#### Dataset extract:
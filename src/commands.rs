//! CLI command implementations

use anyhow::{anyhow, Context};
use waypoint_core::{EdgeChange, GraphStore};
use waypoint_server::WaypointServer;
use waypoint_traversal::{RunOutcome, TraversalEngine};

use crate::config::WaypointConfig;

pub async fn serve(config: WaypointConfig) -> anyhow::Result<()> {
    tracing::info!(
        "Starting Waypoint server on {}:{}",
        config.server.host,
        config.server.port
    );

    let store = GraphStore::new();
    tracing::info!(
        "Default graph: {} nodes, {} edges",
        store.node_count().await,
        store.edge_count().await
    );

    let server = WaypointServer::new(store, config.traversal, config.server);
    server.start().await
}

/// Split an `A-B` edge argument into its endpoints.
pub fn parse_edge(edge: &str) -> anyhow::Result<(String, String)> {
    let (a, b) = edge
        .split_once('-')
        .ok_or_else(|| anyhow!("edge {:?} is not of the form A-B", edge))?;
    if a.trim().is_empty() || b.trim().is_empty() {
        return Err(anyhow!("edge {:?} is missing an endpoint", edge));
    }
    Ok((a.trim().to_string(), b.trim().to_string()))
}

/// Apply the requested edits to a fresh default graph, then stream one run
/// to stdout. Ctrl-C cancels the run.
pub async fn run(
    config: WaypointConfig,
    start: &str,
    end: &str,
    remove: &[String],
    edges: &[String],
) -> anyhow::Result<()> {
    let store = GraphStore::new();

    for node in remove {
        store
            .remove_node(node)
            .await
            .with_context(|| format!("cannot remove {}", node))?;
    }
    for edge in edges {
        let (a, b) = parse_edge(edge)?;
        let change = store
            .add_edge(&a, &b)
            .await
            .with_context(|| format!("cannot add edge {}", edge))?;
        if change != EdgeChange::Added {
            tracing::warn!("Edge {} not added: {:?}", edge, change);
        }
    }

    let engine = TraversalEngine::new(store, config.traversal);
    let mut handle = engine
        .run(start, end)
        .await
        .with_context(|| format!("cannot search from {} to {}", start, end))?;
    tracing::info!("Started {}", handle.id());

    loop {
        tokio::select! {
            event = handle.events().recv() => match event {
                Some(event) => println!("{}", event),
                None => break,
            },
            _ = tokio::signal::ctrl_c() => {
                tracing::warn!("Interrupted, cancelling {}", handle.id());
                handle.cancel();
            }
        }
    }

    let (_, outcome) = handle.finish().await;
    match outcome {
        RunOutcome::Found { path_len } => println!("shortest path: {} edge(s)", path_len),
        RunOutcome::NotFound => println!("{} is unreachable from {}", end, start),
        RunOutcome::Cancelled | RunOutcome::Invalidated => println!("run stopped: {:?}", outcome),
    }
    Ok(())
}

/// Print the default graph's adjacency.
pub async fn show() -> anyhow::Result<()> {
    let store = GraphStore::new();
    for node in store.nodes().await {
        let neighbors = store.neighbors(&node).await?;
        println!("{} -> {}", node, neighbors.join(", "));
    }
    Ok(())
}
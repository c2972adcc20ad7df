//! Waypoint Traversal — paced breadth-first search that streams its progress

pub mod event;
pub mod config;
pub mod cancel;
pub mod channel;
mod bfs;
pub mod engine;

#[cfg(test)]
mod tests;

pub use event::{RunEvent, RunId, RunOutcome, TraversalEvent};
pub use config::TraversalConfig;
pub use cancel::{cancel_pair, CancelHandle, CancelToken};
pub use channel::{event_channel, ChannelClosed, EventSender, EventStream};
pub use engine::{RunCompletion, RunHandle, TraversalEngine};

#### Task directions:
The exercise is to copy out every line above that has the word "tracing" in it.

#### Solution to the problem:
    tracing::info!(
    tracing::info!(
            tracing::warn!("Edge {} not added: {:?}", edge, change);
    tracing::info!("Started {}", handle.id());
                tracing::warn!("Interrupted, cancelling {}", handle.id());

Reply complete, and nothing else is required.